The Schaumburg, Ill.-based company also installed Greg Brown as president and chief operating officer and Thomas J. Meredith as acting chief financial officer. Brown previously ran the company’s networks and enterprise business, while Meredith, a Motorola director, previously served as Dell’s (nasdaq: DELL – news – people ) chief financial officer.
Now the reshuffled executive team must produce some new ideas. But they don’t necessarily need to produce a huge hit phone.
Zander has had one of those: The Razr launched more than two years ago for $500. It started the thin, fashion phone trend and became the world’s best-selling cellphone. Motorola’s U.S. market share jumped from 28% in January 2005 to 34% this January, while Nokia slipped from 28% to 16% in the same period, according to research firm M:Metrics.

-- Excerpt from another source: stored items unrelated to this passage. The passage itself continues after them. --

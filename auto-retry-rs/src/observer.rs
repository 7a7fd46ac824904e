// auto-retry-rs/src/observer.rs
// Lifecycle observer for retry execution.
//
// Modeled as a trait rather than bare callbacks so callers can wire
// notification delivery (or anything else) without the engine knowing the
// mechanism. All hooks default to no-ops.

use std::time::Duration;

use async_trait::async_trait;
use outcome_log::{AttemptRecord, ErrorClassification};

/// Observes the lifecycle of a single `execute` call.
///
/// Hook failures are the observer's own problem; implementations should
/// not panic. The engine awaits each hook before proceeding, so slow
/// observers delay the retry loop.
#[async_trait]
pub trait RetryObserver: Send + Sync {
    /// A retryable failure occurred and the engine will wait `delay`
    /// before the next attempt.
    async fn on_retry(&self, attempt: u32, error: &ErrorClassification, delay: Duration) {
        let _ = (attempt, error, delay);
    }

    /// The operation succeeded after `attempts` attempts.
    async fn on_success(&self, attempts: u32, total_duration: Duration) {
        let _ = (attempts, total_duration);
    }

    /// All allowed attempts were used and the last error is final.
    async fn on_final_failure(&self, attempts: &[AttemptRecord], error: &ErrorClassification) {
        let _ = (attempts, error);
    }
}
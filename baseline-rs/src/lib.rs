// baseline-rs/src/lib.rs
// Rolling per-source baseline metrics and validation against them.
//
// The store keeps the last 30 samples per source plus their running
// averages. It is the only mutable state outside the outcome log, and it
// is rewritten whole on every update: safe under the one-writer-at-a-time
// scheduling this pipeline assumes, a known race if moved into a
// concurrent server.

pub mod store;
pub mod validate;

pub use store::{
    BaselineAverages, BaselineEntry, BaselineError, BaselineSample, BaselineStore,
    FileBaselineStore, MAX_SAMPLES,
};
pub use validate::{
    validate_metrics, ExecutionMetrics, FlagKind, FlagSeverity, ValidationFlag,
    ValidationThresholds,
};
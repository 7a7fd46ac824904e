// auto-retry-rs/src/error.rs
// Structured operation errors produced by wrapped actions.

/// Error surface for operations run under the retry engine.
///
/// Callers construct the variant matching what actually failed; the
/// classifier derives retryability and category from it. Platform-style
/// network codes (ETIMEDOUT, ECONNRESET, ...) are carried verbatim in
/// `Network` so classification can key on them.
#[derive(Debug, Clone, PartialEq, Eq, thiserror::Error)]
pub enum OperationError {
    #[error("{message}")]
    Network { code: String, message: String },

    #[error("{message}")]
    Http { status: u16, message: String },

    #[error("{message}")]
    Timeout { message: String },

    #[error("{message}")]
    Other { name: String, message: String },
}

impl OperationError {
    pub fn network(code: impl Into<String>, message: impl Into<String>) -> Self {
        Self::Network {
            code: code.into(),
            message: message.into(),
        }
    }

    pub fn http(status: u16, message: impl Into<String>) -> Self {
        Self::Http {
            status,
            message: message.into(),
        }
    }

    pub fn timeout(message: impl Into<String>) -> Self {
        Self::Timeout {
            message: message.into(),
        }
    }

    pub fn other(name: impl Into<String>, message: impl Into<String>) -> Self {
        Self::Other {
            name: name.into(),
            message: message.into(),
        }
    }

    pub fn message(&self) -> &str {
        match self {
            Self::Network { message, .. }
            | Self::Http { message, .. }
            | Self::Timeout { message }
            | Self::Other { message, .. } => message,
        }
    }

    pub fn status(&self) -> Option<u16> {
        match self {
            Self::Http { status, .. } => Some(*status),
            _ => None,
        }
    }
}
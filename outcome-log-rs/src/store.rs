// outcome-log-rs/src/store.rs
// Append-only NDJSON persistence for execution outcomes.
//
// Implementation notes:
// - One serialized ExecutionOutcome per line, UTF-8, append-only.
// - Reads stream line by line; blank lines are skipped and lines that fail
//   to parse are logged and skipped rather than failing the whole read.
// - Writers are expected to be short-lived sequential processes; there is
//   no cross-process locking.

use std::path::{Path, PathBuf};

use tokio::fs::{self, OpenOptions};
use tokio::io::{AsyncBufReadExt, AsyncWriteExt, BufReader};

use crate::record::ExecutionOutcome;

/// Store error type.
#[derive(Debug, thiserror::Error)]
pub enum LogError {
    #[error("io error: {0}")]
    Io(#[from] std::io::Error),

    #[error("serialization error: {0}")]
    Serde(#[from] serde_json::Error),
}

/// Append-only, newline-delimited outcome log.
pub struct OutcomeLog {
    path: PathBuf,
}

impl OutcomeLog {
    pub fn new(path: impl Into<PathBuf>) -> Self {
        Self { path: path.into() }
    }

    /// Conventional log location, overridable via SELF_HEAL_LOG_PATH.
    pub fn default_path() -> PathBuf {
        std::env::var("SELF_HEAL_LOG_PATH")
            .map(PathBuf::from)
            .unwrap_or_else(|_| PathBuf::from("data/self-heal/retry-outcomes.ndjson"))
    }

    pub fn path(&self) -> &Path {
        &self.path
    }

    async fn ensure_parent_dir(&self) -> Result<(), LogError> {
        if let Some(parent) = self.path.parent() {
            fs::create_dir_all(parent).await?;
        }
        Ok(())
    }

    /// Append one outcome as a single line. The line (record + newline) is
    /// written with one write call per part and flushed before returning.
    pub async fn append(&self, outcome: &ExecutionOutcome) -> Result<(), LogError> {
        self.ensure_parent_dir().await?;

        let mut file = OpenOptions::new()
            .create(true)
            .append(true)
            .open(&self.path)
            .await?;

        let mut line = serde_json::to_string(outcome)?;
        line.push('\n');
        file.write_all(line.as_bytes()).await?;
        file.flush().await?;

        Ok(())
    }

    /// Read every parseable outcome in file order.
    ///
    /// A missing file is an error here: the analyzer treats total input
    /// unavailability as fatal while tolerating individual bad lines.
    pub async fn read_all(&self) -> Result<Vec<ExecutionOutcome>, LogError> {
        let file = fs::File::open(&self.path).await?;
        let mut lines = BufReader::new(file).lines();

        let mut out = Vec::new();
        while let Some(line) = lines.next_line().await? {
            if line.trim().is_empty() {
                continue;
            }
            match serde_json::from_str::<ExecutionOutcome>(&line) {
                Ok(outcome) => out.push(outcome),
                Err(err) => {
                    let preview: String = line.chars().take(50).collect();
                    tracing::warn!(error = %err, line = %preview, "skipping unparseable outcome line");
                }
            }
        }

        Ok(out)
    }
}

#[cfg(test)]
mod tests {
    use super::*;
    use crate::record::{AttemptRecord, ExecutionContext};

    fn outcome(source: &str, duration: u64) -> ExecutionOutcome {
        ExecutionOutcome::success(
            ExecutionContext::for_source(source),
            vec![AttemptRecord {
                attempt: 1,
                success: true,
                duration,
                error: None,
            }],
            duration,
        )
    }

    #[tokio::test]
    async fn append_then_read_recovers_records() {
        let dir = tempfile::tempdir().expect("tempdir");
        let log = OutcomeLog::new(dir.path().join("outcomes.ndjson"));

        log.append(&outcome("a", 10)).await.expect("append");
        log.append(&outcome("b", 20)).await.expect("append");

        let entries = log.read_all().await.expect("read");
        assert_eq!(entries.len(), 2);
        assert_eq!(entries[0].source_id(), Some("a"));
        assert_eq!(entries[1].total_duration, 20);
    }

    #[tokio::test]
    async fn append_creates_missing_parent_dirs() {
        let dir = tempfile::tempdir().expect("tempdir");
        let log = OutcomeLog::new(dir.path().join("nested/deep/outcomes.ndjson"));

        log.append(&outcome("a", 5)).await.expect("append");
        assert!(log.path().exists());
    }

    #[tokio::test]
    async fn read_skips_blank_and_malformed_lines() {
        let dir = tempfile::tempdir().expect("tempdir");
        let path = dir.path().join("outcomes.ndjson");
        let log = OutcomeLog::new(&path);

        log.append(&outcome("a", 10)).await.expect("append");
        tokio::fs::OpenOptions::new()
            .append(true)
            .open(&path)
            .await
            .expect("open")
            .write_all(b"\n{not json}\n")
            .await
            .expect("write garbage");
        log.append(&outcome("b", 20)).await.expect("append");

        let entries = log.read_all().await.expect("read");
        assert_eq!(entries.len(), 2);
    }

    #[tokio::test]
    async fn read_missing_file_is_an_error() {
        let dir = tempfile::tempdir().expect("tempdir");
        let log = OutcomeLog::new(dir.path().join("absent.ndjson"));
        assert!(log.read_all().await.is_err());
    }
}
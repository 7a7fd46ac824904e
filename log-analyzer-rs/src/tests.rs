use chrono::{Duration as ChronoDuration, TimeZone, Utc};
use tempfile::TempDir;

use outcome_log::{
    AttemptRecord, ErrorCategory, ErrorClassification, ExecutionContext, ExecutionOutcome,
    OutcomeLog,
};

use crate::patterns::{PatternType, Severity};
use crate::trends::TrendDirection;
use crate::{AnalyzerOptions, LogAnalyzer};

fn timeout_classification() -> ErrorClassification {
    ErrorClassification {
        error_type: "ETIMEDOUT".to_string(),
        message: "socket timed out".to_string(),
        status_code: None,
        retryable: true,
        category: ErrorCategory::Network,
        suggested_fix: "Network timeout - check connection or increase timeout".to_string(),
    }
}

fn success_entry(source: &str, attempts: u32, duration: u64) -> ExecutionOutcome {
    let records: Vec<AttemptRecord> = (1..=attempts)
        .map(|n| AttemptRecord {
            attempt: n,
            success: n == attempts,
            duration: duration / u64::from(attempts),
            error: (n != attempts).then(timeout_classification),
        })
        .collect();
    ExecutionOutcome::success(ExecutionContext::for_source(source), records, duration)
}

async fn seeded_log(dir: &TempDir, entries: &[ExecutionOutcome]) -> OutcomeLog {
    let log = OutcomeLog::new(dir.path().join("outcomes.ndjson"));
    for entry in entries {
        log.append(entry).await.expect("append");
    }
    log
}

#[tokio::test]
async fn quarter_retry_rate_flags_high_severity_pattern() {
    // 100 executions for one source, 25 of them retried.
    let dir = tempfile::tempdir().expect("tempdir");
    let entries: Vec<ExecutionOutcome> = (0..100)
        .map(|n| success_entry("price-monitor", if n < 25 { 2 } else { 1 }, 200))
        .collect();
    let log = seeded_log(&dir, &entries).await;

    let analysis = LogAnalyzer::new(AnalyzerOptions::default())
        .analyze(&log)
        .await
        .expect("analyze");

    assert_eq!(analysis.stats.overall.total, 100);
    assert_eq!(analysis.stats.overall.retries, 25);
    assert!((analysis.stats.overall.retry_rate - 0.25).abs() < 1e-9);
    assert_eq!(analysis.summary.overall.retry_rate, "25.0%");

    let pattern = analysis
        .patterns
        .iter()
        .find(|p| p.pattern_type == PatternType::HighRetryRate)
        .expect("high retry rate flagged");
    assert_eq!(pattern.severity, Severity::High);
    assert_eq!(pattern.source_id.as_deref(), Some("price-monitor"));
}

#[tokio::test]
async fn analysis_is_deterministic_for_a_fixed_clock() {
    let dir = tempfile::tempdir().expect("tempdir");
    let entries: Vec<ExecutionOutcome> = (0..20)
        .map(|n| success_entry("exchange-rate", 1 + (n % 2), 100 + n as u64 * 10))
        .collect();
    let log = seeded_log(&dir, &entries).await;

    let now = Utc::now() + ChronoDuration::minutes(1);
    let analyzer = LogAnalyzer::new(AnalyzerOptions::default());
    let first = analyzer.analyze_at(&log, now).await.expect("first run");
    let second = analyzer.analyze_at(&log, now).await.expect("second run");

    assert_eq!(first.stats, second.stats);
    assert_eq!(first.patterns, second.patterns);
    assert_eq!(first.trends, second.trends);
    assert_eq!(first.summary, second.summary);
    assert_ne!(first.metadata.analysis_id, second.metadata.analysis_id);
}

#[tokio::test]
async fn stale_entries_fall_outside_the_window() {
    let dir = tempfile::tempdir().expect("tempdir");
    let mut old = success_entry("price-monitor", 1, 100);
    old.timestamp = Utc::now() - ChronoDuration::days(30);
    let fresh = success_entry("price-monitor", 1, 100);
    let log = seeded_log(&dir, &[old, fresh]).await;

    let analysis = LogAnalyzer::new(AnalyzerOptions::default())
        .analyze(&log)
        .await
        .expect("analyze");

    assert_eq!(analysis.metadata.total_entries, 2);
    assert_eq!(analysis.metadata.analyzed_entries, 1);
    assert_eq!(analysis.stats.overall.total, 1);
}

#[tokio::test]
async fn empty_window_yields_calm_report() {
    // Entries exist but none fall inside the window.
    let dir = tempfile::tempdir().expect("tempdir");
    let mut old = success_entry("price-monitor", 2, 100);
    old.timestamp = Utc::now() - ChronoDuration::days(30);
    let log = seeded_log(&dir, &[old]).await;

    let analysis = LogAnalyzer::new(AnalyzerOptions::default())
        .analyze(&log)
        .await
        .expect("analyze");

    assert_eq!(analysis.stats.overall.total, 0);
    assert!(analysis.patterns.is_empty());
    assert!(analysis.trends.is_empty());
    assert_eq!(analysis.summary.overall.success_rate, "0.0%");
    assert_eq!(analysis.summary.overall.failure_rate, "0.0%");

    let report = crate::report::render_report(&analysis);
    assert!(report.contains("No patterns detected"));
    assert!(!report.contains("NaN"));
}

#[tokio::test]
async fn missing_log_file_is_fatal() {
    let dir = tempfile::tempdir().expect("tempdir");
    let log = OutcomeLog::new(dir.path().join("absent.ndjson"));

    let result = LogAnalyzer::new(AnalyzerOptions::default()).analyze(&log).await;
    assert!(result.is_err());
}

#[tokio::test]
async fn multi_day_history_produces_trends() {
    let dir = tempfile::tempdir().expect("tempdir");
    let base = Utc.with_ymd_and_hms(2026, 8, 20, 9, 0, 0).unwrap();
    let mut entries = Vec::new();
    for day in 0..4 {
        for _ in 0..5 {
            // Durations climb day over day.
            let mut entry = success_entry("price-monitor", 1, 100 + day * 200);
            entry.timestamp = base + ChronoDuration::days(day as i64);
            entries.push(entry);
        }
    }
    let log = seeded_log(&dir, &entries).await;

    let now = base + ChronoDuration::days(4);
    let analysis = LogAnalyzer::new(AnalyzerOptions::default())
        .analyze_at(&log, now)
        .await
        .expect("analyze");

    let trend = analysis
        .trends
        .get("price-monitor")
        .expect("trend for source");
    assert_eq!(trend.avg_duration.trend, TrendDirection::Increasing);
    assert!(trend.avg_duration.change > 0.0);
}
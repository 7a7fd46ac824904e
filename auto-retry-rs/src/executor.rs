// auto-retry-rs/src/executor.rs
// The retry loop: run, classify, back off, record.

use std::future::Future;
use std::sync::Arc;
use std::time::{Duration, Instant};

use tokio::time::sleep;

use outcome_log::{AttemptRecord, ExecutionContext, ExecutionOutcome, OutcomeLog};

use crate::backoff::BackoffStrategy;
use crate::classify::classify;
use crate::error::OperationError;
use crate::observer::RetryObserver;

/// Retry engine configuration. Injected explicitly so tests and callers
/// can tune thresholds without global state.
#[derive(Debug, Clone)]
pub struct RetryConfig {
    /// Maximum attempts per `execute` call (the first attempt counts).
    pub max_retries: u32,
    pub backoff: BackoffStrategy,
    pub base_delay: Duration,
}

impl Default for RetryConfig {
    fn default() -> Self {
        Self {
            max_retries: 3,
            backoff: BackoffStrategy::Exponential,
            base_delay: Duration::from_millis(1000),
        }
    }
}

impl RetryConfig {
    /// Construct configuration from environment variables, falling back to
    /// defaults for anything unset or unparseable. Never panics.
    ///
    /// - SELF_HEAL_MAX_RETRIES: attempt cap
    /// - SELF_HEAL_BACKOFF: "exponential" | "linear" | "fixed"
    /// - SELF_HEAL_BASE_DELAY_MS: base backoff delay
    pub fn from_env() -> Self {
        let defaults = Self::default();

        let max_retries = std::env::var("SELF_HEAL_MAX_RETRIES")
            .ok()
            .and_then(|v| v.parse().ok())
            .unwrap_or(defaults.max_retries);

        let backoff = match std::env::var("SELF_HEAL_BACKOFF").as_deref() {
            Ok("linear") => BackoffStrategy::Linear,
            Ok("fixed") => BackoffStrategy::Fixed,
            Ok("exponential") => BackoffStrategy::Exponential,
            _ => defaults.backoff,
        };

        let base_delay = std::env::var("SELF_HEAL_BASE_DELAY_MS")
            .ok()
            .and_then(|v| v.parse().ok())
            .map(Duration::from_millis)
            .unwrap_or(defaults.base_delay);

        Self {
            max_retries,
            backoff,
            base_delay,
        }
    }
}

/// Successful result of an `execute` call with attempt accounting.
#[derive(Debug)]
pub struct RetryOutcome<T> {
    pub value: T,
    pub attempts: u32,
    pub total_duration: Duration,
}

/// Runs operations with bounded sequential retry.
pub struct RetryExecutor {
    config: RetryConfig,
    log: OutcomeLog,
    observer: Option<Arc<dyn RetryObserver>>,
}

impl RetryExecutor {
    pub fn new(config: RetryConfig, log: OutcomeLog) -> Self {
        Self {
            config,
            log,
            observer: None,
        }
    }

    pub fn with_observer(mut self, observer: Arc<dyn RetryObserver>) -> Self {
        self.observer = Some(observer);
        self
    }

    pub fn config(&self) -> &RetryConfig {
        &self.config
    }

    /// Run `operation` until it succeeds or retries are exhausted.
    ///
    /// On success returns the operation's value plus attempt accounting.
    /// On exhaustion, or immediately on a non-retryable classification,
    /// returns the operation's own last error unchanged. Exactly one
    /// outcome is appended to the log either way.
    pub async fn execute<T, F, Fut>(
        &self,
        operation: F,
        context: ExecutionContext,
    ) -> Result<RetryOutcome<T>, OperationError>
    where
        F: Fn() -> Fut,
        Fut: Future<Output = Result<T, OperationError>>,
    {
        let max_retries = self.config.max_retries.max(1);
        let started = Instant::now();
        let mut attempts: Vec<AttemptRecord> = Vec::new();

        for attempt in 1..=max_retries {
            let attempt_start = Instant::now();
            metrics::increment_counter!("self_heal_retry_attempts_total");

            match operation().await {
                Ok(value) => {
                    let duration = attempt_start.elapsed();
                    let total_duration = started.elapsed();

                    attempts.push(AttemptRecord {
                        attempt,
                        success: true,
                        duration: duration.as_millis() as u64,
                        error: None,
                    });

                    self.record(ExecutionOutcome::success(
                        context.clone(),
                        attempts.clone(),
                        total_duration.as_millis() as u64,
                    ))
                    .await;

                    metrics::increment_counter!("self_heal_retry_success_total");
                    if attempt > 1 {
                        tracing::info!(
                            attempt,
                            total_duration_ms = total_duration.as_millis() as u64,
                            "operation succeeded after retries"
                        );
                    }

                    if let Some(observer) = &self.observer {
                        observer.on_success(attempt, total_duration).await;
                    }

                    return Ok(RetryOutcome {
                        value,
                        attempts: attempt,
                        total_duration,
                    });
                }
                Err(error) => {
                    let duration = attempt_start.elapsed();
                    let classification = classify(&error);

                    attempts.push(AttemptRecord {
                        attempt,
                        success: false,
                        duration: duration.as_millis() as u64,
                        error: Some(classification.clone()),
                    });

                    if attempt == max_retries {
                        self.record(ExecutionOutcome::failure(
                            context.clone(),
                            attempts.clone(),
                            started.elapsed().as_millis() as u64,
                            classification.clone(),
                            None,
                        ))
                        .await;

                        metrics::increment_counter!("self_heal_retry_failure_total");
                        tracing::warn!(
                            attempts = attempt,
                            error = %error,
                            category = %classification.category,
                            "operation failed after exhausting retries"
                        );

                        if let Some(observer) = &self.observer {
                            observer.on_final_failure(&attempts, &classification).await;
                        }

                        return Err(error);
                    }

                    if !classification.retryable {
                        self.record(ExecutionOutcome::failure(
                            context.clone(),
                            attempts.clone(),
                            started.elapsed().as_millis() as u64,
                            classification.clone(),
                            Some("non-retryable error".to_string()),
                        ))
                        .await;

                        metrics::increment_counter!("self_heal_retry_failure_total");
                        tracing::warn!(
                            attempt,
                            error = %error,
                            error_type = %classification.error_type,
                            "non-retryable error; not retrying"
                        );

                        return Err(error);
                    }

                    let delay = self.config.backoff.delay(self.config.base_delay, attempt);
                    tracing::debug!(
                        attempt,
                        delay_ms = delay.as_millis() as u64,
                        category = %classification.category,
                        "retryable failure; backing off"
                    );

                    if let Some(observer) = &self.observer {
                        observer.on_retry(attempt, &classification, delay).await;
                    }

                    sleep(delay).await;
                }
            }
        }

        unreachable!("retry loop returns on the final attempt")
    }

    /// Append an outcome, reporting any log failure through tracing. The
    /// operation's result must never be masked by log I/O problems.
    async fn record(&self, outcome: ExecutionOutcome) {
        if let Err(err) = self.log.append(&outcome).await {
            metrics::increment_counter!("self_heal_log_write_failures_total");
            tracing::warn!(
                error = %err,
                path = %self.log.path().display(),
                "failed to append execution outcome; operation result unaffected"
            );
        }
    }
}
// parameter-optimizer-rs/src/lib.rs
// Turns detected patterns into bounded configuration-change
// recommendations.
//
// Recommendations are advisory only. Nothing here writes configuration;
// the output is a ranked list for a human (or a separate, explicitly
// confirmed apply step) to act on. Malformed or unrecognized pattern
// input never fails a run, it simply yields no recommendation.

use std::collections::BTreeMap;

use serde::{Deserialize, Serialize};

use log_analyzer::{Pattern, PatternType, Severity, Stats, Trends};

pub mod combine;
pub mod notify;
pub mod rules;
pub mod safety;
pub mod snapshot;


pub use notify::{NotificationField, NotificationPayload};
pub use safety::{Param, ParamRange, SafetyRules};
pub use snapshot::{RecommendationSnapshot, SnapshotStats, SnapshotSummary};

/// Confidence in priority order: High sorts before Medium before Low.
#[derive(Debug, Clone, Copy, PartialEq, Eq, PartialOrd, Ord, Hash, Serialize, Deserialize)]
#[serde(rename_all = "lowercase")]
pub enum Confidence {
    High,
    Medium,
    Low,
}

impl std::fmt::Display for Confidence {
    fn fmt(&self, f: &mut std::fmt::Formatter<'_>) -> std::fmt::Result {
        match self {
            Confidence::High => write!(f, "high"),
            Confidence::Medium => write!(f, "medium"),
            Confidence::Low => write!(f, "low"),
        }
    }
}

/// One proposed parameter change for one source.
#[derive(Debug, Clone, PartialEq, Serialize, Deserialize)]
#[serde(rename_all = "camelCase")]
pub struct Recommendation {
    pub source_id: String,
    pub param: Param,
    pub current: u64,
    pub proposed: u64,
    pub reason: String,
    pub expected_improvement: String,
    pub pattern: PatternType,
    pub severity: Severity,
    pub safe: bool,
    pub confidence: Confidence,
    #[serde(default, skip_serializing_if = "Option::is_none")]
    pub warning: Option<String>,
    #[serde(default, skip_serializing_if = "Option::is_none")]
    pub recommendation: Option<String>,
    pub metadata: serde_json::Value,
}

/// Baseline parameter values that proposals are measured against.
#[derive(Debug, Clone, Copy)]
pub struct CurrentParams {
    pub max_retries: u64,
    pub timeout_ms: u64,
    pub backoff_base_ms: u64,
}

impl Default for CurrentParams {
    fn default() -> Self {
        Self {
            max_retries: 3,
            timeout_ms: 15000,
            backoff_base_ms: 1000,
        }
    }
}

/// Optimizer configuration, injected rather than read from globals.
#[derive(Debug, Clone)]
pub struct OptimizerConfig {
    pub current: CurrentParams,
    pub safety: SafetyRules,
    /// Reference re-trigger interval for recurring jobs.
    pub reference_interval_ms: u64,
    /// Fraction of the interval that retrying may consume before the
    /// combination is flagged.
    pub interval_budget: f64,
}

impl Default for OptimizerConfig {
    fn default() -> Self {
        Self {
            current: CurrentParams::default(),
            safety: SafetyRules::default(),
            reference_interval_ms: 15 * 60 * 1000,
            interval_budget: 0.8,
        }
    }
}

pub struct ParameterOptimizer {
    config: OptimizerConfig,
}

impl ParameterOptimizer {
    pub fn new(config: OptimizerConfig) -> Self {
        Self { config }
    }

    pub fn config(&self) -> &OptimizerConfig {
        &self.config
    }

    /// Produce the ranked recommendation list for one analysis run.
    pub fn generate_recommendations(
        &self,
        patterns: &[Pattern],
        stats: &Stats,
        trends: &Trends,
    ) -> Vec<Recommendation> {
        let mut recommendations = Vec::new();

        for (source_id, source_patterns) in group_patterns_by_source(patterns, stats) {
            let Some(source_stats) = stats.by_source.get(&source_id) else {
                continue;
            };

            if !rules::has_sufficient_samples(source_stats.total) {
                tracing::info!(
                    source_id = %source_id,
                    samples = source_stats.total,
                    "insufficient samples, skipping source"
                );
                continue;
            }

            let trend = trends.get(&source_id);
            for pattern in source_patterns {
                let rec = match pattern.pattern_type {
                    PatternType::HighRetryRate | PatternType::HighFailureRate => {
                        rules::recommend_max_retries(
                            pattern,
                            source_stats,
                            trend,
                            &source_id,
                            &self.config,
                        )
                    }
                    PatternType::SlowResponse => rules::recommend_timeout(
                        pattern,
                        source_stats,
                        trend,
                        &source_id,
                        &self.config,
                    ),
                    PatternType::RecurringError => {
                        rules::recommend_backoff(pattern, &source_id, &self.config)
                    }
                    PatternType::InconsistentPerformance => None,
                };
                if let Some(rec) = rec {
                    recommendations.push(rec);
                }
            }
        }

        combine::validate_combinations(&mut recommendations, &self.config);
        prioritize(&mut recommendations);
        recommendations
    }
}

/// Group patterns by the source they apply to. Source-scoped patterns map
/// directly; category-scoped patterns (recurring errors) are attributed to
/// every source whose recorded error events include that category.
fn group_patterns_by_source<'a>(
    patterns: &'a [Pattern],
    stats: &Stats,
) -> BTreeMap<String, Vec<&'a Pattern>> {
    let mut by_source: BTreeMap<String, Vec<&Pattern>> = BTreeMap::new();

    for pattern in patterns {
        if let Some(source_id) = &pattern.source_id {
            by_source.entry(source_id.clone()).or_default().push(pattern);
        } else if let Some(category) = pattern.category {
            for (source_id, source_stats) in &stats.by_source {
                if source_stats
                    .errors
                    .iter()
                    .any(|event| event.category == category)
                {
                    by_source.entry(source_id.clone()).or_default().push(pattern);
                }
            }
        }
    }

    by_source
}

/// Severity first, then confidence, then unsafe before safe so the items
/// needing review surface at the top.
fn prioritize(recommendations: &mut [Recommendation]) {
    recommendations.sort_by(|a, b| {
        a.severity
            .cmp(&b.severity)
            .then(a.confidence.cmp(&b.confidence))
            .then(a.safe.cmp(&b.safe))
    });
}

Razr prices inevitably fell–today the phone is often free after carrier subsidies–but Motorola execs thought they had a long line of hits waiting in the wings, such as the Slvr, Pebl and Krzr. But none has taken off, and competitors like Samsung and LG have caught up with similar fashion phones. Meanwhile, Motorola has struggled in its attempt to take on high-end smartphone manufacturers like Research In Motion (nasdaq: RIMM – news – people ), which makes BlackBerry devices, and Palm (nasdaq: PALM – news – people ), which sells Treos. And its attempt to sell low-end phones in emerging markets flopped too; competitors cut prices faster, the company said Wednesday.
“I think for a while we proved that at the low end we can compete, it’s just that it got expensive,” Zander said in a conference call Wednesday evening. “I think market share is great, but sometimes it gets in the way of getting back to basics and that’s what we’ve got to do here.”
You don’t need a huge hit like the Razr every time to win in wireless, says Forrester Research analyst Charles Golvin: “Look at Nokia. Look at Samsung. They have a wide range of successful products, but I defy anyone to point to an iconic single Nokia or Samsung device that epitomizes the brand in the same way the Razr does for Motorola.”
And if Zander, who took over the company in 2004 after holding the No. 2 slot at Sun Microsystems (nasdaq: SUNW – news – people ), doesn’t turn things around soon, he could go next. “This is probably one of the fastest falls from grace I’ve ever seen in handsets,” says Charter Equity Research principal Edward Snyder. “He’s taken a company that was really screaming, and now it’s practically on its knees. If things go the way I think they’ll go, I think he’ll be gone by 2008. The trajectory is not pretty.”